Superintendent Ryan Walters said he also wants districts to calculate the financial impact those students have on districts.
“What we will be doing in the upcoming weeks is issuing guidance to districts where they will be helping us to find accurate and effective accounting about the cost and burden that illegal immigration has not only on their schools, but the taxpayers of the state of Oklahoma,” Walters said.
Walters did not say what the information would be used for, nor did he provide any further information about the guidelines during a brief press conference after the monthly State Board of Education meeting where he first unveiled the plan.
Sen. Mary Boren, D-Norman, said she doesn’t know why the board is interested in the information.
“I think it’s reasonable to be fearful that the reason… why an administration, why Ryan Walters, would want to gather this, is to target people and make them feel insecure in our state,” Boren said.
She compared the board’s actions to that of a “fascist regime” that takes a census and then treats a group of people unfairly.
“They continue to try to exploit an issue that they don’t want to solve in order to stir up political strife,” Boren said.
Rep. Annie Menz, DNorman, a member of the Legislative Latino Caucus, said Walters “might be jumping the gun” with his guidelines because Gov. Kevin Stitt’s Oklahoma State Work Permits and Visas Task Force has not concluded its work.
The task force, which was announced in April, is exploring how to issue work visas to undocumented immigrants, who “have long filled gaps in Oklahoma’s workforce,” and how to address employment needs in Oklahoma’s economy.
“When we look at making guidelines and laws, we need to do that in a way that takes into account all the facts,” Menz said. “We need to make fact-based decisions, and I just don’t see how the state superintendent is doing that without having all of the information.”
Menz said the guidelines don’t sit right with her.
“Public schools are for the public,” Menz said.
A recent report released by the nonprofit, nonpartisan Institute on Taxation and Economic Policy found that Oklahoma’s undocumented immigrants paid $227.5 million in state and local taxes in 2022.
The Washington D.C.-based group found that an estimated 89,000 undocumented immigrants paid taxes. The figures do not include what they paid into Social Security and Medicare.
The Migration Policy Institute, a nonpartisan think tank that focuses on improving immigration policies, estimates there are 6,000 undocumented immigrants under the age of 16 living in Oklahoma.
However, Walters said there is a “rush of illegal immigrants across the border,” which is putting strain on Oklahoma’s public schools.
“The federal government has failed to secure our borders, our schools are suffering over this, and where the federal government has failed to act, Oklahoma will step up,” Walters said. “So we will step in, we will make sure that we understand the cost to taxpayers so that our kids can get the best education possible.”

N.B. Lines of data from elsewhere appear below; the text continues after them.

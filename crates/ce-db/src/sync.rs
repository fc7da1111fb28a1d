//! Keyed table synchronization: dedupe, delete stale keys, upsert.

use crate::error::DbResult;
use crate::traits::Store;
use ce_core::{CellValue, Row, TableSchema};
use serde_json::json;
use std::collections::HashMap;

/// Outcome of a keyed sync.
#[derive(Debug, Clone, Copy, Default, PartialEq, Eq)]
pub struct SyncReport {
    /// Rows handed in
    pub received: usize,
    /// Rows written after deduplication
    pub upserted: usize,
    /// Stored rows removed because their key disappeared
    pub deleted: usize,
    /// Rows superseded by a later row with the same key
    pub duplicates: usize,
    /// Rows dropped for having a blank key
    pub blank_keys: usize,
}

impl SyncReport {
    pub fn to_json(&self) -> serde_json::Value {
        json!({
            "received": self.received,
            "upserted": self.upserted,
            "deleted": self.deleted,
            "duplicates": self.duplicates,
            "blank_keys": self.blank_keys,
        })
    }
}

/// Rows after [`dedupe_by_key`].
#[derive(Debug, Clone, Default, PartialEq)]
pub struct Deduped {
    pub rows: Vec<Row>,
    pub duplicates: usize,
    pub blank_keys: usize,
}

impl Deduped {
    /// Keys of the surviving rows, in order.
    pub fn keys(&self, key: &str) -> Vec<String> {
        self.rows
            .iter()
            .filter_map(|r| r.get(key).and_then(CellValue::as_text))
            .collect()
    }
}

/// Keep the last row for each key, at the position of the key's first
/// occurrence. Rows whose key is blank are dropped. Keys are compared after
/// trimming and the surviving row carries the trimmed key.
pub fn dedupe_by_key(rows: Vec<Row>, key: &str) -> Deduped {
    let mut out: Vec<Row> = Vec::with_capacity(rows.len());
    let mut position: HashMap<String, usize> = HashMap::new();
    let mut duplicates = 0;
    let mut blank_keys = 0;

    for mut row in rows {
        let Some(k) = row.get(key).and_then(CellValue::as_text) else {
            blank_keys += 1;
            continue;
        };
        row.set(key, k.as_str());
        match position.get(&k) {
            Some(&idx) => {
                out[idx] = row;
                duplicates += 1;
            }
            None => {
                position.insert(k, out.len());
                out.push(row);
            }
        }
    }

    if duplicates > 0 {
        log::warn!("{} duplicate '{}' row(s) superseded by later rows", duplicates, key);
    }
    if blank_keys > 0 {
        log::warn!("{} row(s) without a '{}' value dropped", blank_keys, key);
    }
    Deduped {
        rows: out,
        duplicates,
        blank_keys,
    }
}

/// Make the table hold exactly `rows`: dedupe by key, delete every stored row
/// whose key is absent from the new set, then upsert.
///
/// An empty (or all-blank-key) set deletes nothing. Delete and upsert are
/// separate operations; a failing upsert leaves the deletions in place.
pub async fn replace_keyed(
    store: &dyn Store,
    schema: &TableSchema,
    rows: Vec<Row>,
) -> DbResult<SyncReport> {
    let received = rows.len();
    store.ensure_table(schema).await?;
    let deduped = dedupe_by_key(rows, &schema.key);

    let deleted = if deduped.rows.is_empty() {
        log::warn!(
            "No keyed rows for {}, skipping deletion of existing rows",
            schema.table
        );
        0
    } else {
        store
            .delete_absent(schema, &deduped.keys(&schema.key))
            .await?
    };
    let upserted = store.upsert(schema, &deduped.rows).await?;

    Ok(SyncReport {
        received,
        upserted,
        deleted,
        duplicates: deduped.duplicates,
        blank_keys: deduped.blank_keys,
    })
}

/// Insert new and update changed rows; never delete.
pub async fn merge_keyed(
    store: &dyn Store,
    schema: &TableSchema,
    rows: Vec<Row>,
) -> DbResult<SyncReport> {
    let received = rows.len();
    store.ensure_table(schema).await?;
    let deduped = dedupe_by_key(rows, &schema.key);
    let upserted = store.upsert(schema, &deduped.rows).await?;
    Ok(SyncReport {
        received,
        upserted,
        deleted: 0,
        duplicates: deduped.duplicates,
        blank_keys: deduped.blank_keys,
    })
}

#[cfg(test)]
#[path = "sync_test.rs"]
mod tests;
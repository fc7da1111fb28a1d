//! Canonical table schemas for the budget, DN master and PO master tables.
//!
//! Column names are the persisted names. The budget columns keep the exact
//! spelling of the LMC master workbook (including its double spaces), so the
//! same name is used for header matching and for the stored column.

use crate::error::{CoreError, CoreResult};
use crate::value::{excel_serial_to_date, parse_date, round2, CellValue};
use serde::Serialize;

/// How a column's values are normalized before storage.
#[derive(Debug, Clone, Copy, PartialEq, Eq, Serialize)]
#[serde(rename_all = "lowercase")]
pub enum ColumnKind {
    /// Free text
    Text,
    /// Numeric, rounded to two decimals
    Number,
    /// Calendar date, stored as `YYYY-MM-DD`
    Date,
}

impl ColumnKind {
    /// Normalize a raw value for this column kind.
    ///
    /// - Blank values (null or whitespace-only text) become `Null`.
    /// - `Number`: numbers and numeric text are rounded to two decimals;
    ///   anything else becomes `Null` with a warning.
    /// - `Text`: numbers are rendered without a trailing `.0`; text is trimmed.
    /// - `Date`: Excel serials and recognised date strings become ISO dates;
    ///   anything else is kept as trimmed text.
    pub fn coerce(self, value: CellValue) -> CellValue {
        if value.is_blank() {
            return CellValue::Null;
        }
        match (self, value) {
            (ColumnKind::Number, CellValue::Number(n)) => CellValue::Number(round2(n)),
            (ColumnKind::Number, CellValue::Text(s)) => match crate::value::parse_number(&s) {
                Some(n) => CellValue::Number(round2(n)),
                None => {
                    log::warn!("Non-numeric value '{}' in a numeric column, storing null", s.trim());
                    CellValue::Null
                }
            },
            (ColumnKind::Number, CellValue::Bool(b)) => {
                log::warn!("Boolean {} in a numeric column, storing null", b);
                CellValue::Null
            }
            (ColumnKind::Text, CellValue::Text(s)) => CellValue::Text(s.trim().to_string()),
            (ColumnKind::Text, CellValue::Number(n)) => CellValue::Text(n.to_string()),
            (ColumnKind::Date, CellValue::Number(n)) => match excel_serial_to_date(n) {
                Some(d) => CellValue::Text(d.format("%Y-%m-%d").to_string()),
                None => CellValue::Number(n),
            },
            (ColumnKind::Date, CellValue::Text(s)) => match parse_date(&s) {
                Some(d) => CellValue::Text(d.format("%Y-%m-%d").to_string()),
                None => {
                    log::warn!("Unrecognised date '{}', keeping text", s.trim());
                    CellValue::Text(s.trim().to_string())
                }
            },
            (_, other) => other,
        }
    }

    /// SQL column type used when a backend creates the table.
    pub fn sql_type(self) -> &'static str {
        match self {
            ColumnKind::Text | ColumnKind::Date => "VARCHAR",
            ColumnKind::Number => "DOUBLE",
        }
    }
}

/// One canonical column.
#[derive(Debug, Clone, PartialEq, Serialize)]
pub struct ColumnSpec {
    /// Persisted column name
    pub name: String,
    /// Value normalization
    pub kind: ColumnKind,
    /// Additional spreadsheet header spellings that map onto this column
    pub aliases: Vec<String>,
}

impl ColumnSpec {
    /// Column with no aliases.
    pub fn new(name: impl Into<String>, kind: ColumnKind) -> Self {
        Self {
            name: name.into(),
            kind,
            aliases: Vec::new(),
        }
    }

    /// Builder: add header aliases.
    pub fn with_aliases(mut self, aliases: &[&str]) -> Self {
        self.aliases = aliases.iter().map(|a| a.to_string()).collect();
        self
    }
}

/// A persisted table: name, business key, ordered canonical columns.
#[derive(Debug, Clone, PartialEq, Serialize)]
pub struct TableSchema {
    /// Table name in the store
    pub table: String,
    /// Business key column (unique within the table)
    pub key: String,
    /// Canonical columns in output order
    pub columns: Vec<ColumnSpec>,
}

impl TableSchema {
    /// Look up a column by exact name.
    pub fn column(&self, name: &str) -> Option<&ColumnSpec> {
        self.columns.iter().find(|c| c.name == name)
    }

    /// Ordered column names.
    pub fn column_names(&self) -> Vec<&str> {
        self.columns.iter().map(|c| c.name.as_str()).collect()
    }

    /// Fail unless every requested column belongs to this table.
    pub fn check_columns<S: AsRef<str>>(&self, columns: &[S]) -> CoreResult<()> {
        for col in columns {
            if self.column(col.as_ref()).is_none() {
                return Err(CoreError::UnknownColumn {
                    table: self.table.clone(),
                    column: col.as_ref().to_string(),
                });
            }
        }
        Ok(())
    }

    /// LMC budget table keyed by `SiteID`.
    pub fn budget(table: impl Into<String>) -> Self {
        use ColumnKind::*;
        Self {
            table: table.into(),
            key: budget::SITE_ID.to_string(),
            columns: vec![
                ColumnSpec::new(budget::SITE_ID, Text),
                ColumnSpec::new(budget::LENGTH, Number),
                ColumnSpec::new(budget::RI_COST_PER_METER, Number),
                ColumnSpec::new(budget::MATERIAL_COST_PER_METER, Number),
                ColumnSpec::new(budget::BUILD_COST_PER_METER, Number),
                ColumnSpec::new(budget::TOTAL_RI_AMOUNT, Number),
                ColumnSpec::new(budget::MATERIAL_COST, Number),
                ColumnSpec::new(budget::EXECUTION_COST, Number),
                ColumnSpec::new(budget::TOTAL_COST, Number),
                ColumnSpec::new(budget::ROUTE_TYPE, Text),
            ],
        }
    }

    /// DN master table keyed by `dn_number`.
    pub fn dn_master(table: impl Into<String>) -> Self {
        Self {
            table: table.into(),
            key: dn_master::DN_NUMBER.to_string(),
            columns: dn_master::columns(),
        }
    }

    /// PO master table keyed by `SiteID`.
    pub fn po_master(table: impl Into<String>) -> Self {
        use ColumnKind::*;
        Self {
            table: table.into(),
            key: po::SITE_ID.to_string(),
            columns: vec![
                ColumnSpec::new(po::SITE_ID, Text).with_aliases(&["Site ID"]),
                ColumnSpec::new(po::PO_NO, Text).with_aliases(&["PO Number"]),
                ColumnSpec::new(po::PO_LENGTH, Number).with_aliases(&["PO Length"]),
                ColumnSpec::new(po::CATEGORY, Text).with_aliases(&["Categaory"]),
                ColumnSpec::new(po::UID, Text),
                ColumnSpec::new(po::PARENT_ROUTE, Text).with_aliases(&["Parent Route Name/HH"]),
            ],
        }
    }
}

/// Budget (LMC master) column names.
pub mod budget {
    pub const SITE_ID: &str = "SiteID";
    pub const LENGTH: &str = "CE-Length-Mtr";
    pub const RI_COST_PER_METER: &str = "RI Cost per Meter";
    pub const MATERIAL_COST_PER_METER: &str = "Material  Cost Per Meter";
    pub const BUILD_COST_PER_METER: &str = "Build Cost Per Meter";
    pub const TOTAL_RI_AMOUNT: &str = "Total RI Amount";
    pub const MATERIAL_COST: &str = "Material Cost";
    pub const EXECUTION_COST: &str = "Execution Cost  including HH";
    pub const TOTAL_COST: &str = "Total Cost (Without Deposit)";
    pub const ROUTE_TYPE: &str = "Route Type";

    /// Columns returned by a default budget query.
    pub const QUERY_COLUMNS: &[&str] = &[TOTAL_RI_AMOUNT, MATERIAL_COST, EXECUTION_COST, TOTAL_COST];
}

/// PO workbook field labels, as returned by the PO parser.
pub mod po {
    pub const SITE_ID: &str = "SiteID";
    pub const PO_NO: &str = "PO No";
    pub const PO_LENGTH: &str = "PO Length (Mtr)";
    pub const CATEGORY: &str = "Category";
    pub const UID: &str = "UID";
    pub const PARENT_ROUTE: &str = "Parent Route Name / HH";
}

/// DN master column names.
pub mod dn_master {
    use super::{ColumnKind, ColumnSpec};

    pub const DN_NUMBER: &str = "dn_number";
    pub const SITE_ID: &str = "route_id / site_id";

    /// Date columns of the DN master.
    pub const DATE_COLUMNS: &[&str] = &[
        "application_date",
        "dn_received_date",
        "internal_approval_start",
        "internal_approval_end",
        "ticket_raised_date",
        "dn_payment_date",
        "civil_completion_date",
    ];

    const NUMBER_COLUMNS: &[&str] = &[
        "po_length",
        "application_length_mtr",
        "dn_length_mtr",
        "ot_length",
        "hdd_length",
        "no_of_pits",
        "pit_ri_rate",
        "ri_rate_go_rs",
        "dn_ri_amount",
        "multiplying_factor",
        "ground_rent",
        "administrative_charge",
        "supervision_charges",
        "chamber_fee",
        "gst",
        "ri_budget_amount_per_meter",
        "projected_budget_ri_amount_dn",
        "actual_total_non_refundable",
        "non_refundable_amount_per_mtr",
        "non_refundable_savings_per_mtr",
        "deposit",
        "total_dn_amount",
        "tat_days",
    ];

    /// Every DN master column in display order.
    pub const COLUMN_NAMES: &[&str] = &[
        "sr_no",
        "route_type",
        "lmc_route",
        "ip1_co_built",
        "dn_recipient",
        "project_name",
        "route_id / site_id",
        "uid",
        "contract_type",
        "build_type",
        "category_type",
        "survey_id",
        "po_number",
        "po_length",
        "parent_route",
        "ce_route_lmc_id",
        "route_lmc_section_id",
        "route_lmc_subsection_id",
        "application_number",
        "application_length_mtr",
        "application_date",
        "from_location",
        "to_location",
        "authority",
        "ward",
        "dn_number",
        "dn_length_mtr",
        "dn_received_date",
        "trench_type",
        "ot_length",
        "hdd_length",
        "no_of_pits",
        "pit_ri_rate",
        "surface",
        "ri_rate_go_rs",
        "dn_ri_amount",
        "multiplying_factor",
        "ground_rent",
        "administrative_charge",
        "supervision_charges",
        "chamber_fee",
        "gst",
        "ri_budget_amount_per_meter",
        "projected_budget_ri_amount_dn",
        "actual_total_non_refundable",
        "non_refundable_amount_per_mtr",
        "non_refundable_savings_per_mtr",
        "deposit",
        "total_dn_amount",
        "new_revised_dn_number",
        "new_revised_dn_against",
        "internal_approval_start",
        "internal_approval_end",
        "ticket_raised_date",
        "dn_payment_date",
        "tat_days",
        "civil_completion_date",
    ];

    /// Human header spellings seen in the DN master workbook.
    const ALIASES: &[(&str, &[&str])] = &[
        ("sr_no", &["Sr. No.", "Sr No"]),
        ("route_id / site_id", &["Route ID / Site ID", "SiteID", "Site ID"]),
        ("dn_number", &["Demand Note Reference number", "DN No"]),
        ("dn_length_mtr", &["DN Length (Mtr)", "Section Length"]),
        ("dn_received_date", &["Demand Note Date", "DN Received Date"]),
        ("application_number", &["Application Number"]),
        ("application_date", &["Application Date"]),
        ("po_number", &["PO No"]),
        ("po_length", &["PO Length (Mtr)"]),
        ("deposit", &["SD Amount"]),
        ("gst", &["GST Amount"]),
    ];

    pub(super) fn columns() -> Vec<ColumnSpec> {
        COLUMN_NAMES
            .iter()
            .map(|name| {
                let kind = if DATE_COLUMNS.contains(name) {
                    ColumnKind::Date
                } else if NUMBER_COLUMNS.contains(name) {
                    ColumnKind::Number
                } else {
                    ColumnKind::Text
                };
                let mut col = ColumnSpec::new(*name, kind).with_aliases(&[]);
                // snake_case names also match their spaced spelling ("dn_number" ~ "dn number")
                col.aliases.push(name.replace('_', " "));
                if let Some((_, aliases)) = ALIASES.iter().find(|(n, _)| n == name) {
                    col.aliases.extend(aliases.iter().map(|a| a.to_string()));
                }
                col
            })
            .collect()
    }
}

#[cfg(test)]
#[path = "schema_test.rs"]
mod tests;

The issue of illegal immigration and efforts to secure the country’s southern border have become a galvanizing issue for Republican lawmakers.
Earlier this year, the Oklahoma Legislature passed House Bill 4156, which established “impermissible occupation” as a crime.
The law makes it illegal to willfully enter the state without authorization to be in the country. Those found guilty could face imprisonment, fines or expulsion from the state. A judge has put enforcement on hold pending the outcome of a lawsuit challenging its constitutionality. Stitt created his task force in response to the law.